What to do>
Copy each line below exactly.

Segment Start: The records

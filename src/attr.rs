//! Property system for VDOM elements
//!
//! Element properties are split into four flat maps that are diffed
//! independently: plain attributes, CSS classes, inline styles and event
//! handlers (see [`crate::event`]).
//!
//! Every map is a `Vec<(key, value)>` with unique keys. Insertion order is
//! kept so that mounting and rendering are deterministic.

use std::fmt;

use compact_str::CompactString;
use smallvec::SmallVec;

use crate::event::EventMap;

/// Attribute, style and event names
pub type AttrKey = CompactString;

/// Element attributes as ordered key-value pairs
pub type Attrs = Vec<(AttrKey, AttrValue)>;

/// Inline style declarations (`property -> value`)
pub type Styles = Vec<(AttrKey, CompactString)>;

// =============================================================================
// AttrValue
// =============================================================================

/// Attribute value.
///
/// `Null` means "unset": assigning it to a host attribute removes the attribute.
/// Booleans follow HTML boolean attributes: `true` is present with no value,
/// `false` is absent.
#[derive(Debug, Clone, PartialEq, Default)]
pub enum AttrValue {
    Str(CompactString),
    Number(f64),
    Bool(bool),
    #[default]
    Null,
}

impl AttrValue {
    /// Check if this value unsets the attribute
    #[inline]
    pub fn is_null(&self) -> bool {
        matches!(self, Self::Null)
    }

    /// Check if the attribute is absent from the host when set to this value
    #[inline]
    pub fn is_absent(&self) -> bool {
        matches!(self, Self::Null | Self::Bool(false))
    }

    /// Get the value as a string slice if it is a string
    pub fn as_str(&self) -> Option<&str> {
        match self {
            Self::Str(s) => Some(s),
            _ => None,
        }
    }
}

impl fmt::Display for AttrValue {
    fn fmt(&self, f: &mut fmt::Formatter<'_>) -> fmt::Result {
        match self {
            Self::Str(s) => f.write_str(s),
            Self::Number(n) => write!(f, "{n}"),
            Self::Bool(b) => write!(f, "{b}"),
            Self::Null => Ok(()),
        }
    }
}

impl From<&str> for AttrValue {
    fn from(s: &str) -> Self {
        Self::Str(s.into())
    }
}

impl From<String> for AttrValue {
    fn from(s: String) -> Self {
        Self::Str(s.into())
    }
}

impl From<CompactString> for AttrValue {
    fn from(s: CompactString) -> Self {
        Self::Str(s)
    }
}

impl From<bool> for AttrValue {
    fn from(b: bool) -> Self {
        Self::Bool(b)
    }
}

impl From<f64> for AttrValue {
    fn from(n: f64) -> Self {
        Self::Number(n)
    }
}

impl From<i64> for AttrValue {
    fn from(n: i64) -> Self {
        Self::Number(n as f64)
    }
}

impl From<i32> for AttrValue {
    fn from(n: i32) -> Self {
        Self::Number(f64::from(n))
    }
}

impl<T: Into<AttrValue>> From<Option<T>> for AttrValue {
    fn from(v: Option<T>) -> Self {
        v.map_or(Self::Null, Into::into)
    }
}

// =============================================================================
// AttrsExt
// =============================================================================

/// Map-like operations on `Vec<(AttrKey, V)>`
pub trait AttrsExt<V> {
    /// Get a value by name
    fn get_attr(&self, name: &str) -> Option<&V>;

    /// Check if a name exists
    fn has_attr(&self, name: &str) -> bool;

    /// Set a value (insert or update)
    fn set_attr(&mut self, name: impl Into<AttrKey>, value: V);

    /// Remove a name, returning the old value if present
    fn remove_attr(&mut self, name: &str) -> Option<V>;
}

impl<V> AttrsExt<V> for Vec<(AttrKey, V)> {
    fn get_attr(&self, name: &str) -> Option<&V> {
        self.iter().find(|(k, _)| k == name).map(|(_, v)| v)
    }

    fn has_attr(&self, name: &str) -> bool {
        self.iter().any(|(k, _)| k == name)
    }

    fn set_attr(&mut self, name: impl Into<AttrKey>, value: V) {
        let name = name.into();
        if let Some(attr) = self.iter_mut().find(|(k, _)| *k == name) {
            attr.1 = value;
        } else {
            self.push((name, value));
        }
    }

    fn remove_attr(&mut self, name: &str) -> Option<V> {
        self.iter()
            .position(|(k, _)| k == name)
            .map(|pos| self.remove(pos).1)
    }
}

// =============================================================================
// ClassList
// =============================================================================

/// Set of CSS class tokens.
///
/// Built from a whitespace-separated string or a token list. Blank tokens are
/// dropped and duplicates are ignored, so the list behaves as a set.
#[derive(Debug, Clone, Default, PartialEq, Eq)]
pub struct ClassList(SmallVec<[CompactString; 4]>);

impl ClassList {
    /// Create an empty class list
    pub fn new() -> Self {
        Self::default()
    }

    /// Parse a whitespace-separated class string
    pub fn parse(classes: &str) -> Self {
        classes.split_whitespace().collect()
    }

    /// Add a token, ignoring blanks and duplicates
    pub fn add(&mut self, token: &str) {
        let token = token.trim();
        if !token.is_empty() && !self.contains(token) {
            self.0.push(token.into());
        }
    }

    /// Check if a token is present
    pub fn contains(&self, token: &str) -> bool {
        self.0.iter().any(|t| t == token)
    }

    /// Tokens in insertion order
    pub fn tokens(&self) -> &[CompactString] {
        &self.0
    }

    /// Number of tokens
    pub fn len(&self) -> usize {
        self.0.len()
    }

    /// Check if there are no tokens
    pub fn is_empty(&self) -> bool {
        self.0.is_empty()
    }
}

impl<S: AsRef<str>> FromIterator<S> for ClassList {
    fn from_iter<I: IntoIterator<Item = S>>(iter: I) -> Self {
        let mut list = Self::new();
        for token in iter {
            list.add(token.as_ref());
        }
        list
    }
}

impl From<&str> for ClassList {
    fn from(classes: &str) -> Self {
        Self::parse(classes)
    }
}

impl From<&[&str]> for ClassList {
    fn from(tokens: &[&str]) -> Self {
        tokens.iter().collect()
    }
}

impl<const N: usize> From<[&str; N]> for ClassList {
    fn from(tokens: [&str; N]) -> Self {
        tokens.iter().collect()
    }
}

impl fmt::Display for ClassList {
    fn fmt(&self, f: &mut fmt::Formatter<'_>) -> fmt::Result {
        for (i, token) in self.0.iter().enumerate() {
            if i > 0 {
                f.write_str(" ")?;
            }
            f.write_str(token)?;
        }
        Ok(())
    }
}

// =============================================================================
// Props
// =============================================================================

/// All properties of an element, pre-split into the four diffable maps
#[derive(Debug, Clone, Default, PartialEq)]
pub struct Props {
    /// Plain attributes
    pub attrs: Attrs,
    /// CSS classes
    pub class: ClassList,
    /// Inline styles
    pub style: Styles,
    /// Declared event handlers
    pub on: EventMap,
}

impl Props {
    /// Create empty props
    pub fn new() -> Self {
        Self::default()
    }

    /// Check if no property is set
    pub fn is_empty(&self) -> bool {
        self.attrs.is_empty() && self.class.is_empty() && self.style.is_empty() && self.on.is_empty()
    }
}

// =============================================================================
// Tests
// =============================================================================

Segment End: The records

Your response>
filename src/attr.rs
//! Property system for VDOM elements
//!
//! Element properties are split into four flat maps that are diffed
//! independently: plain attributes, CSS classes, inline styles and event
//! handlers (see [`crate::event`]).
//!
//! Every map is a `Vec<(key, value)>` with unique keys. Insertion order is
//! kept so that mounting and rendering are deterministic.

use std::fmt;

use compact_str::CompactString;
use smallvec::SmallVec;

use crate::event::EventMap;

/// Attribute, style and event names
pub type AttrKey = CompactString;

/// Element attributes as ordered key-value pairs
pub type Attrs = Vec<(AttrKey, AttrValue)>;

/// Inline style declarations (`property -> value`)
pub type Styles = Vec<(AttrKey, CompactString)>;

// =============================================================================
// AttrValue
// =============================================================================

/// Attribute value.
///
/// `Null` means "unset": assigning it to a host attribute removes the attribute.
/// Booleans follow HTML boolean attributes: `true` is present with no value,
/// `false` is absent.
#[derive(Debug, Clone, PartialEq, Default)]
pub enum AttrValue {
    Str(CompactString),
    Number(f64),
    Bool(bool),
    #[default]
    Null,
}

impl AttrValue {
    /// Check if this value unsets the attribute
    #[inline]
    pub fn is_null(&self) -> bool {
        matches!(self, Self::Null)
    }

    /// Check if the attribute is absent from the host when set to this value
    #[inline]
    pub fn is_absent(&self) -> bool {
        matches!(self, Self::Null | Self::Bool(false))
    }

    /// Get the value as a string slice if it is a string
    pub fn as_str(&self) -> Option<&str> {
        match self {
            Self::Str(s) => Some(s),
            _ => None,
        }
    }
}

impl fmt::Display for AttrValue {
    fn fmt(&self, f: &mut fmt::Formatter<'_>) -> fmt::Result {
        match self {
            Self::Str(s) => f.write_str(s),
            Self::Number(n) => write!(f, "{n}"),
            Self::Bool(b) => write!(f, "{b}"),
            Self::Null => Ok(()),
        }
    }
}

impl From<&str> for AttrValue {
    fn from(s: &str) -> Self {
        Self::Str(s.into())
    }
}

impl From<String> for AttrValue {
    fn from(s: String) -> Self {
        Self::Str(s.into())
    }
}

impl From<CompactString> for AttrValue {
    fn from(s: CompactString) -> Self {
        Self::Str(s)
    }
}

impl From<bool> for AttrValue {
    fn from(b: bool) -> Self {
        Self::Bool(b)
    }
}

impl From<f64> for AttrValue {
    fn from(n: f64) -> Self {
        Self::Number(n)
    }
}

impl From<i64> for AttrValue {
    fn from(n: i64) -> Self {
        Self::Number(n as f64)
    }
}

impl From<i32> for AttrValue {
    fn from(n: i32) -> Self {
        Self::Number(f64::from(n))
    }
}

impl<T: Into<AttrValue>> From<Option<T>> for AttrValue {
    fn from(v: Option<T>) -> Self {
        v.map_or(Self::Null, Into::into)
    }
}

// =============================================================================
// AttrsExt
// =============================================================================

/// Map-like operations on `Vec<(AttrKey, V)>`
pub trait AttrsExt<V> {
    /// Get a value by name
    fn get_attr(&self, name: &str) -> Option<&V>;

    /// Check if a name exists
    fn has_attr(&self, name: &str) -> bool;

    /// Set a value (insert or update)
    fn set_attr(&mut self, name: impl Into<AttrKey>, value: V);

    /// Remove a name, returning the old value if present
    fn remove_attr(&mut self, name: &str) -> Option<V>;
}

impl<V> AttrsExt<V> for Vec<(AttrKey, V)> {
    fn get_attr(&self, name: &str) -> Option<&V> {
        self.iter().find(|(k, _)| k == name).map(|(_, v)| v)
    }

    fn has_attr(&self, name: &str) -> bool {
        self.iter().any(|(k, _)| k == name)
    }

    fn set_attr(&mut self, name: impl Into<AttrKey>, value: V) {
        let name = name.into();
        if let Some(attr) = self.iter_mut().find(|(k, _)| *k == name) {
            attr.1 = value;
        } else {
            self.push((name, value));
        }
    }

    fn remove_attr(&mut self, name: &str) -> Option<V> {
        self.iter()
            .position(|(k, _)| k == name)
            .map(|pos| self.remove(pos).1)
    }
}

// =============================================================================
// ClassList
// =============================================================================

/// Set of CSS class tokens.
///
/// Built from a whitespace-separated string or a token list. Blank tokens are
/// dropped and duplicates are ignored, so the list behaves as a set.
#[derive(Debug, Clone, Default, PartialEq, Eq)]
pub struct ClassList(SmallVec<[CompactString; 4]>);

impl ClassList {
    /// Create an empty class list
    pub fn new() -> Self {
        Self::default()
    }

    /// Parse a whitespace-separated class string
    pub fn parse(classes: &str) -> Self {
        classes.split_whitespace().collect()
    }

    /// Add a token, ignoring blanks and duplicates
    pub fn add(&mut self, token: &str) {
        let token = token.trim();
        if !token.is_empty() && !self.contains(token) {
            self.0.push(token.into());
        }
    }

    /// Check if a token is present
    pub fn contains(&self, token: &str) -> bool {
        self.0.iter().any(|t| t == token)
    }

    /// Tokens in insertion order
    pub fn tokens(&self) -> &[CompactString] {
        &self.0
    }

    /// Number of tokens
    pub fn len(&self) -> usize {
        self.0.len()
    }

    /// Check if there are no tokens
    pub fn is_empty(&self) -> bool {
        self.0.is_empty()
    }
}

impl<S: AsRef<str>> FromIterator<S> for ClassList {
    fn from_iter<I: IntoIterator<Item = S>>(iter: I) -> Self {
        let mut list = Self::new();
        for token in iter {
            list.add(token.as_ref());
        }
        list
    }
}

impl From<&str> for ClassList {
    fn from(classes: &str) -> Self {
        Self::parse(classes)
    }
}

impl From<&[&str]> for ClassList {
    fn from(tokens: &[&str]) -> Self {
        tokens.iter().collect()
    }
}

impl<const N: usize> From<[&str; N]> for ClassList {
    fn from(tokens: [&str; N]) -> Self {
        tokens.iter().collect()
    }
}

impl fmt::Display for ClassList {
    fn fmt(&self, f: &mut fmt::Formatter<'_>) -> fmt::Result {
        for (i, token) in self.0.iter().enumerate() {
            if i > 0 {
                f.write_str(" ")?;
            }
            f.write_str(token)?;
        }
        Ok(())
    }
}

// =============================================================================
// Props
// =============================================================================

/// All properties of an element, pre-split into the four diffable maps
#[derive(Debug, Clone, Default, PartialEq)]
pub struct Props {
    /// Plain attributes
    pub attrs: Attrs,
    /// CSS classes
    pub class: ClassList,
    /// Inline styles
    pub style: Styles,
    /// Declared event handlers
    pub on: EventMap,
}

impl Props {
    /// Create empty props
    pub fn new() -> Self {
        Self::default()
    }

    /// Check if no property is set
    pub fn is_empty(&self) -> bool {
        self.attrs.is_empty() && self.class.is_empty() && self.style.is_empty() && self.on.is_empty()
    }
}

// =============================================================================
// Tests
// =============================================================================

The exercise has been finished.